5 TRX assisted exercises to build a stronger back
Lower Backpain Workout
According to Dr. Stuart McGill, one of the leading experts on spinal health, this is why some people have low back pain and others don’t: “If I were asked to choose the single most influential variable that links back pain and performance enhancement it would be an underperforming core.”
Based on the above quote, the TRX is a perfect tool to improve an underperforming core. The TRX is all core, all the time. And, it’s one of the most versatile tools that you can incorporate into your workouts.
Why? Well outside of the fact that it can be adjusted constantly to vary intensity, there is usually a large core component to each exercise. This means that you’ll get a killer TRX core workout with each and every exercise you choose. So, why does this help your low back pain?
Treatment of low back pain often starts with the strengthening of the soft tissues (the muscles, tendons, ligaments & fascia) that surround the spine. It’s also important to regain good low back health, so focus on the following: re-learning and addressing faulty movement patterns, building stability (especially in the spine), increasing muscular endurance and strength.
That’s where the TRX comes into play. By altering the 3 principles of TRX training (vector, stability, & pendulum), you can change one exercise into several variations, each with its own effect on how the deep core muscles activate, get stronger and develop endurance. That is the greatest benefit to using the TRX. Just about every exercise that is done activates the core muscles and therefore strengthens the muscles in the lower back either directly or indirectly.
What specific exercises using the TRX can we do to help strengthen our bodies and in turn lead to a less probability of suffering from back pain? McGill suggests the following exercises for back rehabilitation that seem to have a great effect: the TRX bird dog , the TRX curl-up, the TRX Low Row, TRX Assisted Squat, & TRX Glute Bridge.
TRX Assisted Squat:
Using the TRX as a support, you are able to teach yourself how to get up and down in a squat pattern. Now this isn’t specifically challenging to your core, but it can teach you to keep your core braced as you move through the squat.
Start off with 1-2 sets of 15 reps, making sure you focus on form throughout the entire exercise, every rep.
If you’ve ever done a TRX Row before, what does it look like? At the simplest level, it looks exactly like a plank, just a bit angled.
Planks are one of the top core exercises, however when you’re experiencing low back pain, it may be the last thing you want to do. While maintaining a plank position, you want to pull your hands to either side of your chest.
Make sure that you initiate from the upper back and not the shoulders and keep that plank position tight throughout the entire movement. Start off with 1-2 sets of 15 reps.
TRX McGill Curl Up:
The number one exercise people run to when they want to work their abs is the crunch and/or sit-up. However, the problem with that is the amount of flexion that results in the low back.

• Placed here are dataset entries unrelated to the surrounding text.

//! Status and version endpoint handlers

use axum::{
  extract::{Extension, State},
  response::Json,
};

use crate::server::middleware::RequestContext;
use crate::server::routing::AppState;
use crate::server::types::{ApiInfoResponse, ApiVersions, BaseResponse, StatusResponse, VersionResponse};

/// GET /status - Health check endpoint
pub async fn status(
  State(state): State<AppState>,
  Extension(context): Extension<RequestContext>,
) -> Json<BaseResponse<StatusResponse>> {
  let response = StatusResponse {
    status: "healthy".to_string(),
    environment: state.environment(),
    version: env!("CARGO_PKG_VERSION").to_string(),
  };

  Json(BaseResponse::success(response, context.request_id))
}

/// GET /version - Returns current API version
pub async fn version(Extension(context): Extension<RequestContext>) -> Json<BaseResponse<VersionResponse>> {
  let response = VersionResponse { version: env!("CARGO_PKG_VERSION").to_string() };
  Json(BaseResponse::success(response, context.request_id))
}

/// GET /api - Returns API information and supported versions
pub async fn api_info(Extension(context): Extension<RequestContext>) -> Json<BaseResponse<ApiInfoResponse>> {
  let version = env!("CARGO_PKG_VERSION");
  let response = ApiInfoResponse {
    latest: version.to_string(),
    versions: ApiVersions { latest: version.to_string(), active: vec![version.to_string()] },
  };

  Json(BaseResponse::success(response, context.request_id))
}
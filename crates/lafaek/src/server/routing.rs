//! Axum router configuration for all endpoints

use axum::{
  middleware,
  routing::{get, post},
  Router,
};
use std::sync::Arc;

use tally::BatchAnalyzer;

use crate::server::config::Environment;
use crate::server::handlers::{analysis, status};
use crate::server::middleware::request_context_middleware;

pub const BATCH_ANALYSIS_PATH: &str = "/api/vector-search/batch-analysis";
pub const BATCH_ANALYSIS_ALIAS: &str = "/batch-analysis";

/// State shared by all handlers
#[derive(Clone)]
pub struct AppState {
  analyzer: Arc<BatchAnalyzer>,
  environment: Environment,
}

impl AppState {
  pub fn new(analyzer: BatchAnalyzer, environment: Environment) -> Self {
    Self { analyzer: Arc::new(analyzer), environment }
  }

  pub fn analyzer(&self) -> &BatchAnalyzer {
    &self.analyzer
  }

  pub fn environment(&self) -> Environment {
    self.environment
  }
}

/// Create the main application router
pub fn create_router(state: AppState) -> Router {
  let batch_analysis = post(analysis::batch_analysis).fallback(analysis::method_not_allowed);

  Router::new()
    // Status and version endpoints
    .route("/status", get(status::status))
    .route("/version", get(status::version))
    .route("/api", get(status::api_info))
    // Batch analysis
    .route(BATCH_ANALYSIS_PATH, batch_analysis.clone())
    .route(BATCH_ANALYSIS_ALIAS, batch_analysis)
    .layer(middleware::from_fn(request_context_middleware))
    .with_state(state)
}
//! Analysis results and the response assembled around them

use chrono::{DateTime, Utc};
use schemars::JsonSchema;
use serde::{Deserialize, Serialize};

use crate::analyzer::AnalysisOutcome;
use crate::report::{ReportRecord, ReportSummary};
use crate::request::AnalysisType;

// Result Entries
// ==============

/// Two reports whose image embeddings are highly similar
#[derive(Debug, Clone, PartialEq, Serialize, Deserialize, JsonSchema)]
pub struct SimilarPair {
  /// Similarity in [0, 1] (1 - cosine distance)
  pub similarity_score: f64,
  pub report_1: ReportSummary,
  pub report_2: ReportSummary,
  pub pattern_type: String,
}

/// Aggregate statistics for one waste type within the batch
#[derive(Debug, Clone, PartialEq, Serialize, Deserialize, JsonSchema)]
pub struct WasteTypePattern {
  pub waste_type: String,
  pub count: usize,
  pub avg_severity: f64,
  pub avg_confidence: f64,
  /// Distinct addresses, in order of first appearance
  pub locations: Vec<String>,
  pub pattern_type: String,
}

/// Entry of `common_patterns`; the shape depends on the analysis type
#[derive(Debug, Clone, PartialEq, Serialize, Deserialize, JsonSchema)]
#[serde(untagged)]
pub enum CommonPattern {
  Pair(SimilarPair),
  Group(WasteTypePattern),
}

/// A report that stands out from the rest of the batch
#[derive(Debug, Clone, PartialEq, Serialize, Deserialize, JsonSchema)]
pub struct Outlier {
  #[serde(flatten)]
  pub report: ReportSummary,

  /// Mean similarity to the other reports (similarity analysis)
  #[serde(default, skip_serializing_if = "Option::is_none")]
  pub avg_similarity: Option<f64>,

  /// Number of thresholds exceeded (anomaly analysis)
  #[serde(default, skip_serializing_if = "Option::is_none")]
  pub anomaly_score: Option<u32>,

  pub anomaly_reason: String,
}

/// Body of `results`
#[derive(Debug, Clone, PartialEq, Serialize, Deserialize, JsonSchema)]
pub struct AnalysisResults {
  pub common_patterns: Vec<CommonPattern>,
  pub outliers: Vec<Outlier>,
  pub recommendations: Vec<String>,
  /// Pairwise similarity (unit diagonal); empty unless similarity ran
  pub similarity_matrix: Vec<Vec<f64>>,
}

// Metadata
// ========

#[derive(Debug, Clone, PartialEq, Serialize, Deserialize, JsonSchema)]
pub struct DateRange {
  pub earliest: Option<DateTime<Utc>>,
  pub latest: Option<DateTime<Utc>>,
}

/// Whole-batch statistics, independent of which analysis ran
#[derive(Debug, Clone, PartialEq, Serialize, Deserialize, JsonSchema)]
pub struct BatchMetadata {
  pub total_reports: usize,
  pub date_range: DateRange,
  pub waste_types: Vec<String>,
  pub avg_confidence: f64,
  pub avg_severity: f64,
}

impl BatchMetadata {
  pub fn from_reports(reports: &[ReportRecord]) -> Self {
    let mut waste_types: Vec<String> = Vec::new();
    for name in reports.iter().filter_map(ReportRecord::waste_type_name) {
      if !waste_types.iter().any(|seen| seen == name) {
        waste_types.push(name.to_string());
      }
    }

    Self {
      total_reports: reports.len(),
      date_range: DateRange {
        earliest: reports.iter().map(|r| r.report_date).min(),
        latest: reports.iter().map(|r| r.report_date).max(),
      },
      waste_types,
      avg_confidence: mean(reports.iter().map(ReportRecord::confidence)),
      avg_severity: mean(reports.iter().map(ReportRecord::severity)),
    }
  }
}

/// Arithmetic mean, zero for an empty sequence
pub(crate) fn mean(values: impl Iterator<Item = f64>) -> f64 {
  let (total, count) = values.fold((0.0, 0usize), |(total, count), v| (total + v, count + 1));
  if count == 0 {
    0.0
  } else {
    total / count as f64
  }
}

// Response
// ========

/// Complete result of one batch analysis run
#[derive(Debug, Clone, PartialEq, Serialize, Deserialize, JsonSchema)]
pub struct BatchAnalysisResponse {
  pub success: bool,
  pub analysis_type: AnalysisType,
  pub reports_analyzed: usize,
  pub analysis_date: DateTime<Utc>,
  pub results: AnalysisResults,
  pub metadata: BatchMetadata,
}

/// Wrap an analysis outcome with run metadata
pub fn assemble(
  reports: &[ReportRecord],
  outcome: AnalysisOutcome,
  recommendations: Vec<String>,
  analysis_date: DateTime<Utc>,
) -> BatchAnalysisResponse {
  let analysis_type = outcome.analysis_type();

  let results = match outcome {
    AnalysisOutcome::Similarity(analysis) => AnalysisResults {
      similarity_matrix: analysis.matrix.to_similarity_rows(),
      common_patterns: analysis.common_patterns.into_iter().map(CommonPattern::Pair).collect(),
      outliers: analysis.outliers,
      recommendations,
    },
    AnalysisOutcome::Patterns(analysis) => AnalysisResults {
      common_patterns: analysis.groups.into_iter().map(CommonPattern::Group).collect(),
      outliers: Vec::new(),
      recommendations,
      similarity_matrix: Vec::new(),
    },
    AnalysisOutcome::Anomaly(analysis) => AnalysisResults {
      common_patterns: Vec::new(),
      outliers: analysis.findings.iter().map(|finding| finding.to_outlier()).collect(),
      recommendations,
      similarity_matrix: Vec::new(),
    },
  };

  BatchAnalysisResponse {
    success: true,
    analysis_type,
    reports_analyzed: reports.len(),
    analysis_date,
    results,
    metadata: BatchMetadata::from_reports(reports),
  }
}
//! Anomaly analysis: reports whose scores stray far from the batch mean

use std::fmt;

use crate::report::{ReportRecord, ReportSummary};
use crate::response::{mean, Outlier};

pub const MAX_ANOMALIES: usize = 5;

/// A score that deviated beyond its threshold
#[derive(Debug, Clone, Copy, PartialEq, Eq)]
pub enum Deviation {
  Severity,
  Confidence,
  Volume,
}

impl Deviation {
  pub const ALL: [Deviation; 3] = [Deviation::Severity, Deviation::Confidence, Deviation::Volume];

  /// Allowed deviation as a fraction of the batch mean
  pub fn tolerance(&self) -> f64 {
    match self {
      Self::Severity => 0.5,
      Self::Confidence => 0.3,
      Self::Volume => 0.7,
    }
  }

  pub fn reason(&self) -> &'static str {
    match self {
      Self::Severity => "Unusual severity score",
      Self::Confidence => "Unusual confidence score",
      Self::Volume => "Unusual waste volume",
    }
  }

  fn value(&self, report: &ReportRecord) -> f64 {
    match self {
      Self::Severity => report.severity(),
      Self::Confidence => report.confidence(),
      Self::Volume => report.volume(),
    }
  }
}

impl fmt::Display for Deviation {
  fn fmt(&self, f: &mut fmt::Formatter<'_>) -> fmt::Result {
    f.write_str(self.reason())
  }
}

/// Batch means used as the reference point
#[derive(Debug, Clone, Copy, PartialEq)]
pub struct BatchMeans {
  pub severity: f64,
  pub confidence: f64,
  pub volume: f64,
}

impl BatchMeans {
  pub fn of(reports: &[ReportRecord]) -> Self {
    Self {
      severity: mean(reports.iter().map(ReportRecord::severity)),
      confidence: mean(reports.iter().map(ReportRecord::confidence)),
      volume: mean(reports.iter().map(ReportRecord::volume)),
    }
  }

  fn get(&self, deviation: Deviation) -> f64 {
    match deviation {
      Deviation::Severity => self.severity,
      Deviation::Confidence => self.confidence,
      Deviation::Volume => self.volume,
    }
  }

  /// Thresholds the report exceeds, in fixed order
  pub fn deviations(&self, report: &ReportRecord) -> Vec<Deviation> {
    Deviation::ALL
      .into_iter()
      .filter(|deviation| {
        let reference = self.get(*deviation);
        (deviation.value(report) - reference).abs() > reference * deviation.tolerance()
      })
      .collect()
  }
}

#[derive(Debug, Clone, PartialEq)]
pub struct AnomalyFinding {
  pub report: ReportSummary,
  pub deviations: Vec<Deviation>,
}

impl AnomalyFinding {
  pub fn score(&self) -> u32 {
    self.deviations.len() as u32
  }

  pub fn reason(&self) -> String {
    self.deviations.iter().map(Deviation::reason).collect::<Vec<_>>().join(", ")
  }

  pub fn has(&self, deviation: Deviation) -> bool {
    self.deviations.contains(&deviation)
  }

  pub fn to_outlier(&self) -> Outlier {
    Outlier {
      report: self.report.clone(),
      avg_similarity: None,
      anomaly_score: Some(self.score()),
      anomaly_reason: self.reason(),
    }
  }
}

#[derive(Debug, Clone)]
pub struct AnomalyAnalysis {
  pub means: BatchMeans,
  /// Highest score first, at most [`MAX_ANOMALIES`]
  pub findings: Vec<AnomalyFinding>,
}

pub fn analyze(reports: &[ReportRecord]) -> AnomalyAnalysis {
  let means = BatchMeans::of(reports);

  let mut findings: Vec<AnomalyFinding> = reports
    .iter()
    .filter_map(|report| {
      let deviations = means.deviations(report);
      (!deviations.is_empty()).then(|| AnomalyFinding { report: report.summary(), deviations })
    })
    .collect();

  // Stable: equal scores keep fetch order
  findings.sort_by_key(|finding| std::cmp::Reverse(finding.score()));
  findings.truncate(MAX_ANOMALIES);

  AnomalyAnalysis { means, findings }
}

Enter the Curl-up. What this exercise essentially does is maintains your spine in a neutral position relative to the low back while getting the abs to contract, specifically the rectus abdominus.
By using the TRX as part of it, you are able to get significant latissimus dorsi recruitment for greater core stability. Remember this is not a crunch, so the neck and shoulders should not come forward, neutral spine is a must.
A good cue to remember is to keep your chin tucked, imagine giving yourself a double chin. Start off with 1-2 sets of 5-10 unless fatigue hits, in which case stop the exercise.
TRX Bird Dog:
Issues arise with the low back most often because the back muscles have either no strength, no endurance or both. The bird dog is a great exercise to train the lumbar extensors without putting any load on them.
Ensure that there is some abdominal contraction going on and think about pushing the leg or arm out instead of up. You want to see a straight line from the foot to the hand. Start with 1-2 sets of 5-10 reps each side.
TRX Glute Bridge:
Glute strength has a large role in the health of your back. By having strong glutes that function, your back has to do less work to stabilize your body.
If you can stabilize your lumbar spine via your glutes in hip extension it will greatly reduce the work and strain on your lower back and thus reduce pain caused from compensating.
Be sure to engage your core and not simply arch your spine to create the appearance of the exercises position. If you begin to feel your hamstring cramps during this exercise, reset your position and try again, this should not be happening. Start with 2 sets of 10-15 reps.
When you think TRX and core exercises, you might expect to see some cool moves like the Atomic Push-up or Suspended Crunches or Pendulums.
As you can see, when you are trying to recover from low back pain or injury, it’s better to start with basics and earn each progression as you can handle it. After the exercises listed above, you can take a crack at planks and suspended planks before adding movement.
Recovering from back pain takes patience, steady progression, and often times regression. Your first step of action should be to develop stability, endurance and strength throughout the core and extensor muscles, along with mastering typical movement patterns like squatting and hip hinging.
These are just a few beneficial exercises that you should take into account when working with the TRX. Regardless of how or why your back pain has started, doing these exercises will provide a great benefit, especially if you know your core strength is lacking.
Being able to create tension or stiffness through your core will help you progress to the things you want to do, whether its running, or lifting, or just playing with your kids.